(Collected data entries)
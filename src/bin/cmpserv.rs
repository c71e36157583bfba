use std::process;

use cmpserv::cli::options::Command;
use cmpserv::cli::report::Report;

fn main() {
    let status = match Command::from_args() {
        Command::Respond(respond) => {
            let format = respond.format;
            respond.run().report(format)
        }
    };
    process::exit(status);
}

* Prompt: Reproduce the records above in full and with exact wording.

* Solution to this task:
filename src/bin/cmpserv.rs
repository c71e36157583bfba
use std::process;

use cmpserv::cli::options::Command;
use cmpserv::cli::report::Report;

fn main() {
    let status = match Command::from_args() {
        Command::Respond(respond) => {
            let format = respond.format;
            respond.run().report(format)
        }
    };
    process::exit(status);
}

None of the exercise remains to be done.